WHAT IS NEEDED: In the data below, one line contains "pub fn fill_points(&mut" and a later one contains "if xs.push(ax +". Print both, with every line between them, exactly and alone.

== EXTRACTED ENTRIES

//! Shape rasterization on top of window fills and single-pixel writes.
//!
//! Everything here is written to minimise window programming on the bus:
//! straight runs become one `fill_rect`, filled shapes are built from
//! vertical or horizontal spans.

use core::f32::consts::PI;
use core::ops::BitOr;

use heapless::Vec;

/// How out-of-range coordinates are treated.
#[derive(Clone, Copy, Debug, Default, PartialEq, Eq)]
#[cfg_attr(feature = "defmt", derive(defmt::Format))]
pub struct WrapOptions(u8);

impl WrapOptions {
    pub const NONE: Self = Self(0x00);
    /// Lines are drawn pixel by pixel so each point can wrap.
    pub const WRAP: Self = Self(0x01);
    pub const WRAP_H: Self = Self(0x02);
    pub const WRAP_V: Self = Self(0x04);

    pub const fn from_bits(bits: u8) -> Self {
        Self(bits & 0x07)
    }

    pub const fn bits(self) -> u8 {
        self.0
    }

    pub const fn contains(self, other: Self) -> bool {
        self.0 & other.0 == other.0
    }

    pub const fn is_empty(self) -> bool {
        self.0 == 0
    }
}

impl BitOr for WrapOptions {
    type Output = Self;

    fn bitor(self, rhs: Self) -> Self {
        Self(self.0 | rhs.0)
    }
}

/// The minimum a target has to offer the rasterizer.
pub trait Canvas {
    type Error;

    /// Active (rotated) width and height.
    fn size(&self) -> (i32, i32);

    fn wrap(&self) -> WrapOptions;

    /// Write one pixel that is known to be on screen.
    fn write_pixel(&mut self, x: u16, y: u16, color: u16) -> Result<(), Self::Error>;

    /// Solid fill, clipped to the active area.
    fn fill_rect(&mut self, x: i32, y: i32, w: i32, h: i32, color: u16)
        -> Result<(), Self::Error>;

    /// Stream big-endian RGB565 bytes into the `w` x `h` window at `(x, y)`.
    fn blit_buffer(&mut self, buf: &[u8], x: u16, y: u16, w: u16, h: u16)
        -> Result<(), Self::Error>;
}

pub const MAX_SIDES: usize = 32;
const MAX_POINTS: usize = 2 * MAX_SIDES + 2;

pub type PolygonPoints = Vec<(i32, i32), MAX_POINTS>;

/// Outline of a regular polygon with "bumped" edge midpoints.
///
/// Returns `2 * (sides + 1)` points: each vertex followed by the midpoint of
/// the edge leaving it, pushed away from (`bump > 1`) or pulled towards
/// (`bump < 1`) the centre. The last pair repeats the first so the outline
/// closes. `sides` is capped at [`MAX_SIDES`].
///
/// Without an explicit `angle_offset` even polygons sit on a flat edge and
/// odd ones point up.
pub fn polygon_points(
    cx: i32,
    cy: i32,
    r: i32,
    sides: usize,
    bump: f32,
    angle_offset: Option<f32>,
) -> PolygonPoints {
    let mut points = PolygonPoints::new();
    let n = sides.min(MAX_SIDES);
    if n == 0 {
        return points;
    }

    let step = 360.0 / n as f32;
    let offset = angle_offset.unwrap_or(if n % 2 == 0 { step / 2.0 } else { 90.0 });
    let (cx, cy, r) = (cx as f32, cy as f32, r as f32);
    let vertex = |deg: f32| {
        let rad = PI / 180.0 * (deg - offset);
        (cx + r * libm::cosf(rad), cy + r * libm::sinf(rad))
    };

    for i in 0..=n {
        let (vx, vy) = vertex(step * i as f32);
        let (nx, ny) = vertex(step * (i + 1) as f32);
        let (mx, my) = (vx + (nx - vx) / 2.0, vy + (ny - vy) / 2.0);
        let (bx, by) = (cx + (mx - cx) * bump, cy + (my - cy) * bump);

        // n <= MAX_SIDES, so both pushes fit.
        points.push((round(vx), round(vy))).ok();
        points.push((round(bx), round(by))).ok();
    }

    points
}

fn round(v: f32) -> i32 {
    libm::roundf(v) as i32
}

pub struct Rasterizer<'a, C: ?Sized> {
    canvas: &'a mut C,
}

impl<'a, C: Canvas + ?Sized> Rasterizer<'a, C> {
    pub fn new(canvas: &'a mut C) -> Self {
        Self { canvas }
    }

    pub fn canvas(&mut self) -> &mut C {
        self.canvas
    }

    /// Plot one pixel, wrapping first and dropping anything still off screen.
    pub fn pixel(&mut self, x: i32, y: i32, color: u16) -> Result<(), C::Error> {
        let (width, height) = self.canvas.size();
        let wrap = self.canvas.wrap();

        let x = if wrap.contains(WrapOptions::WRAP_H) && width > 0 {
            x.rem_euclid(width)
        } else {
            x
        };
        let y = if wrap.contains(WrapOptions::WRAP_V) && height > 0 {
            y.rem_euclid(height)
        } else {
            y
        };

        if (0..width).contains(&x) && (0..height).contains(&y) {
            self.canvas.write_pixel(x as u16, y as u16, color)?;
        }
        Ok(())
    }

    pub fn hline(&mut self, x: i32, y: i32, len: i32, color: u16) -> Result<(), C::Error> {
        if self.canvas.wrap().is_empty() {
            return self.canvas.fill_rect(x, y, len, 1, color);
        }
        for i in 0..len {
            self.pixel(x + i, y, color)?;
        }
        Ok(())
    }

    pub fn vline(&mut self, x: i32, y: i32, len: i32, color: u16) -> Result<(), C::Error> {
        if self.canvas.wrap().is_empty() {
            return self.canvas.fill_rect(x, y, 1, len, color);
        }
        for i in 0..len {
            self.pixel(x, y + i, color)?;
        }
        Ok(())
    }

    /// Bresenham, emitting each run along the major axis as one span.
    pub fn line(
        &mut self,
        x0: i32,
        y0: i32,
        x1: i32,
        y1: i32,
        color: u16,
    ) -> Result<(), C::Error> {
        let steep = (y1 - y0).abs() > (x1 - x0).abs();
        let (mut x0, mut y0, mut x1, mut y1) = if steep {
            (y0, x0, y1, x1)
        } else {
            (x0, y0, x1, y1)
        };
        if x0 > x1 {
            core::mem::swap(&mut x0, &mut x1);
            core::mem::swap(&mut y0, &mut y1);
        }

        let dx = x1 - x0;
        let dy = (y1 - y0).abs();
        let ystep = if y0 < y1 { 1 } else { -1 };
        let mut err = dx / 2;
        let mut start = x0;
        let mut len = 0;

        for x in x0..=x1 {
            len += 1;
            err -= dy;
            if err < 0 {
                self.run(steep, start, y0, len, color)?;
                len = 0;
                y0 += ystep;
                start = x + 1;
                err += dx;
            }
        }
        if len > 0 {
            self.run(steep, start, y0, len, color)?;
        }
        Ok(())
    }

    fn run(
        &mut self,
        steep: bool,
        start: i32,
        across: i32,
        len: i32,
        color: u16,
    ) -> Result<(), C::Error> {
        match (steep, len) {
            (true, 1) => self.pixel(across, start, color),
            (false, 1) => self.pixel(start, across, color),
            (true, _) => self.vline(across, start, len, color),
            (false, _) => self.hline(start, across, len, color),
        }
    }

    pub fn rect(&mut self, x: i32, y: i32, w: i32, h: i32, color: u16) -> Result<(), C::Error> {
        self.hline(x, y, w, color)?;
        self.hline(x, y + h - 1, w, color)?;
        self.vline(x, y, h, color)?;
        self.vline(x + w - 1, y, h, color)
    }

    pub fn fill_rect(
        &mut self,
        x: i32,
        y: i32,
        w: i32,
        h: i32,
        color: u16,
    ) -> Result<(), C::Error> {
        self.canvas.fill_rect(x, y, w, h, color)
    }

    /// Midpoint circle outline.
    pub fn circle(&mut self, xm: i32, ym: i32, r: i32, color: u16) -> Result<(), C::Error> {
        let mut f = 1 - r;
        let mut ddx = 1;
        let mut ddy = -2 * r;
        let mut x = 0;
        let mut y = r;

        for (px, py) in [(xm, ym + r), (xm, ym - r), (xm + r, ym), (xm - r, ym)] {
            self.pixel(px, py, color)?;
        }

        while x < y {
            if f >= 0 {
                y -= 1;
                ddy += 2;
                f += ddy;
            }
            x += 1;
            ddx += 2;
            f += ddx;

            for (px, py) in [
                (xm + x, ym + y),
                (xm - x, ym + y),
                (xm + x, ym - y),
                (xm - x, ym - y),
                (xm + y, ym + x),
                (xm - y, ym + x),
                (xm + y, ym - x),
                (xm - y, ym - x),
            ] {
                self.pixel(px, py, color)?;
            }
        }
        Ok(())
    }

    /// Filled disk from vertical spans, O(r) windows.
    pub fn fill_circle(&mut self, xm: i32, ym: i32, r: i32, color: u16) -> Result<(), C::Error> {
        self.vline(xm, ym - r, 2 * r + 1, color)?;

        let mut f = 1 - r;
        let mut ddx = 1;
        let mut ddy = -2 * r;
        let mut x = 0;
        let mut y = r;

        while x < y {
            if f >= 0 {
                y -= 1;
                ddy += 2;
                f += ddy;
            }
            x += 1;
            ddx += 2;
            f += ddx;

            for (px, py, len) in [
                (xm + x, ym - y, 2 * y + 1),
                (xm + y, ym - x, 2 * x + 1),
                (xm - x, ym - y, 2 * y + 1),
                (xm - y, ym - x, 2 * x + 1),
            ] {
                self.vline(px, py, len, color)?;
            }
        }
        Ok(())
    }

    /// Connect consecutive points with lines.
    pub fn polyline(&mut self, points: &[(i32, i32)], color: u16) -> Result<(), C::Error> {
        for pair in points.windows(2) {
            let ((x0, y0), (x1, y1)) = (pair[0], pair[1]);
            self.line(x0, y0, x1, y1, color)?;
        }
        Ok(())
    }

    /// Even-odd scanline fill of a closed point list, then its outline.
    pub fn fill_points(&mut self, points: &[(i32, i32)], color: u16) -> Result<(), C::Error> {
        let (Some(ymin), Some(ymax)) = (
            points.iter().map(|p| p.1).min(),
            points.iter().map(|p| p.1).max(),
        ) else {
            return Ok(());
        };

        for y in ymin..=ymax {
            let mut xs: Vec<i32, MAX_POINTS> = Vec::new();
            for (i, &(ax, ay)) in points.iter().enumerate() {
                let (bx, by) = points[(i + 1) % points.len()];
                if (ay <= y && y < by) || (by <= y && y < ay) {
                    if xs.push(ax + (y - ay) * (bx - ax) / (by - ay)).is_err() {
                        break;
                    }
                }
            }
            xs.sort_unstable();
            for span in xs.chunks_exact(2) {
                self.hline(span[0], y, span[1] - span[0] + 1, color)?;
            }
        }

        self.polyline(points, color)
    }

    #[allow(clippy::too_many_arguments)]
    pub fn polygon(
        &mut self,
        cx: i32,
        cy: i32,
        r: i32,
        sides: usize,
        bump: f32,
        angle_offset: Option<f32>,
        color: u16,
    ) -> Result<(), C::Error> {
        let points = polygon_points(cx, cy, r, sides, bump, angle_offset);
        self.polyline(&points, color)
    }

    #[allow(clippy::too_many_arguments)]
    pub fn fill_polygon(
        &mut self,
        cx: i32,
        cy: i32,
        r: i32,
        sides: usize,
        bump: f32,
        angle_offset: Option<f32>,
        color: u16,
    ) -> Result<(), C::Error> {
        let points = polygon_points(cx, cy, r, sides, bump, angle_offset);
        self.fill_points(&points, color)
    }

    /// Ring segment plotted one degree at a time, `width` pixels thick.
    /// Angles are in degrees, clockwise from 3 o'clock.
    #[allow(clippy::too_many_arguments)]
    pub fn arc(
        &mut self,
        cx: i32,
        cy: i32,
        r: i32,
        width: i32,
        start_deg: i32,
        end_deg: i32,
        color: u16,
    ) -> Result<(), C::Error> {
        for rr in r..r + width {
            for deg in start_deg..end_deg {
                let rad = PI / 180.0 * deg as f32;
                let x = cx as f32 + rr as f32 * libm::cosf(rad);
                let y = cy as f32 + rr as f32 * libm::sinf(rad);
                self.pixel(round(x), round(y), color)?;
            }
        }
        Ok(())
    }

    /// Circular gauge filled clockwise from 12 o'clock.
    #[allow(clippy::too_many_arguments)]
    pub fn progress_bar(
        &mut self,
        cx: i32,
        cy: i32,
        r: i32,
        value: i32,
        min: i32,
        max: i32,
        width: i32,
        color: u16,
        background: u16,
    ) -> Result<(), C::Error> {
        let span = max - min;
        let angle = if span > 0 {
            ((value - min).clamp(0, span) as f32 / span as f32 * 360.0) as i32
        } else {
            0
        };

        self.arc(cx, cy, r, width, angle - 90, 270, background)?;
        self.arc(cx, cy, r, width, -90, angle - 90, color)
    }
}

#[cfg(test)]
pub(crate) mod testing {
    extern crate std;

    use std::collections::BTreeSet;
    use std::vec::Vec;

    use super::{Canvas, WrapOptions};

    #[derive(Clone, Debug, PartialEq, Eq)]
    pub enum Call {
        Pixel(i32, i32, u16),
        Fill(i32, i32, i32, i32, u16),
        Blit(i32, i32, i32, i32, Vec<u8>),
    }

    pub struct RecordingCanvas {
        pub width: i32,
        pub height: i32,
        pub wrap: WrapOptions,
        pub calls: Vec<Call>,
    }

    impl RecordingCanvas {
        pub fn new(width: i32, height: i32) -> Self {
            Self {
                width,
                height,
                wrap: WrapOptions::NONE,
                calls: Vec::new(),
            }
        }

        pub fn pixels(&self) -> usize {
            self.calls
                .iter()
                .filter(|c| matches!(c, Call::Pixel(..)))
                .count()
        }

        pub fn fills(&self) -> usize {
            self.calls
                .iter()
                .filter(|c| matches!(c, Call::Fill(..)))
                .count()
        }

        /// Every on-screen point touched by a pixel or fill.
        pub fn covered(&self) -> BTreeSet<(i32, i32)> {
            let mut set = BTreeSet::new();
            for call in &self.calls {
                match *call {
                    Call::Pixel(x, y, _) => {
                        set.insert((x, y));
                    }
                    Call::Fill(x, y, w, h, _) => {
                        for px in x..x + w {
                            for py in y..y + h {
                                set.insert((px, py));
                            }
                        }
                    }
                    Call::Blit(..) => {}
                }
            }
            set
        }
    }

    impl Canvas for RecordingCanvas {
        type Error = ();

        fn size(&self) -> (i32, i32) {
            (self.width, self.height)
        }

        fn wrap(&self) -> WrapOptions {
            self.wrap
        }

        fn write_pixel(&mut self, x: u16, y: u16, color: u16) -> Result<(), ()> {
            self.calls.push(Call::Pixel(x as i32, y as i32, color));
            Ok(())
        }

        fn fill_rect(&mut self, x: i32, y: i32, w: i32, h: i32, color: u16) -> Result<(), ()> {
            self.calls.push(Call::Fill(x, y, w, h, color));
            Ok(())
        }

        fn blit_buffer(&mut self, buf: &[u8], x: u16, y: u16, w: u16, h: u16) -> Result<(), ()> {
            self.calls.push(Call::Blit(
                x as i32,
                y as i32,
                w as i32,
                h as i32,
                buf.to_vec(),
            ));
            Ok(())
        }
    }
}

====
== EXTRACTED ENTRIES

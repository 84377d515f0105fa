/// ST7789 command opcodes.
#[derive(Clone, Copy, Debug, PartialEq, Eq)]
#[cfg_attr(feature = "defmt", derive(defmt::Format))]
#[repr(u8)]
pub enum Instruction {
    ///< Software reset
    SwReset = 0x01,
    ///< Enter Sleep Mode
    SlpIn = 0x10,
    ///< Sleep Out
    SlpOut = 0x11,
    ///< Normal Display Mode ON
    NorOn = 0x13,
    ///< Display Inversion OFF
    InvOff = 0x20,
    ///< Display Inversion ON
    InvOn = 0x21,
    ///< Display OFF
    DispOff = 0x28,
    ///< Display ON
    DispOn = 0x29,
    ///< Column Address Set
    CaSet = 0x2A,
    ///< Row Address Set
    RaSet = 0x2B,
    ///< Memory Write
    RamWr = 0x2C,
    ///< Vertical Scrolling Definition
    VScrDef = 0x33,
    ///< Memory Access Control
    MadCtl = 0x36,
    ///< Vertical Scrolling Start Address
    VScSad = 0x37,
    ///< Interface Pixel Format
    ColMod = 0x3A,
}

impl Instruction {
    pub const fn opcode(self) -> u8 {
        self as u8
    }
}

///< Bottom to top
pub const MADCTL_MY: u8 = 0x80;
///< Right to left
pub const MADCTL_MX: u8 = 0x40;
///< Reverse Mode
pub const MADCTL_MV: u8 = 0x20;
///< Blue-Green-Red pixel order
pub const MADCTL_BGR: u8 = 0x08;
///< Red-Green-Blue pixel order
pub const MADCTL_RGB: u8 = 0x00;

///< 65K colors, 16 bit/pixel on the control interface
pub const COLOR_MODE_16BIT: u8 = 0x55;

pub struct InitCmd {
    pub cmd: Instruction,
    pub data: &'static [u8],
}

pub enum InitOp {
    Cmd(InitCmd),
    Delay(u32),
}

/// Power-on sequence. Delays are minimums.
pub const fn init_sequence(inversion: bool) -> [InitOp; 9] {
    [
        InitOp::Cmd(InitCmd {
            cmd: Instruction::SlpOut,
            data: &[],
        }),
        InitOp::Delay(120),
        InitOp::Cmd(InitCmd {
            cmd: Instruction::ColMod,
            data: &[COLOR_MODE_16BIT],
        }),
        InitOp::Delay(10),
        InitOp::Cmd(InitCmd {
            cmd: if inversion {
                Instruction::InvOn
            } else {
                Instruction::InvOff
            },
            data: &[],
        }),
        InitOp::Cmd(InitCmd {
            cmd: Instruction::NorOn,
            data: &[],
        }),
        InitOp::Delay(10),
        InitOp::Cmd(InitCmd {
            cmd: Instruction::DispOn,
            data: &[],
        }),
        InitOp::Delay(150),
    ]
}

====

SOLUTION FOR THIS EXERCISE:
    pub fn fill_points(&mut self, points: &[(i32, i32)], color: u16) -> Result<(), C::Error> {
        let (Some(ymin), Some(ymax)) = (
            points.iter().map(|p| p.1).min(),
            points.iter().map(|p| p.1).max(),
        ) else {
            return Ok(());
        };

        for y in ymin..=ymax {
            let mut xs: Vec<i32, MAX_POINTS> = Vec::new();
            for (i, &(ax, ay)) in points.iter().enumerate() {
                let (bx, by) = points[(i + 1) % points.len()];
                if (ay <= y && y < by) || (by <= y && y < ay) {
                    if xs.push(ax + (y - ay) * (bx - ax) / (by - ay)).is_err() {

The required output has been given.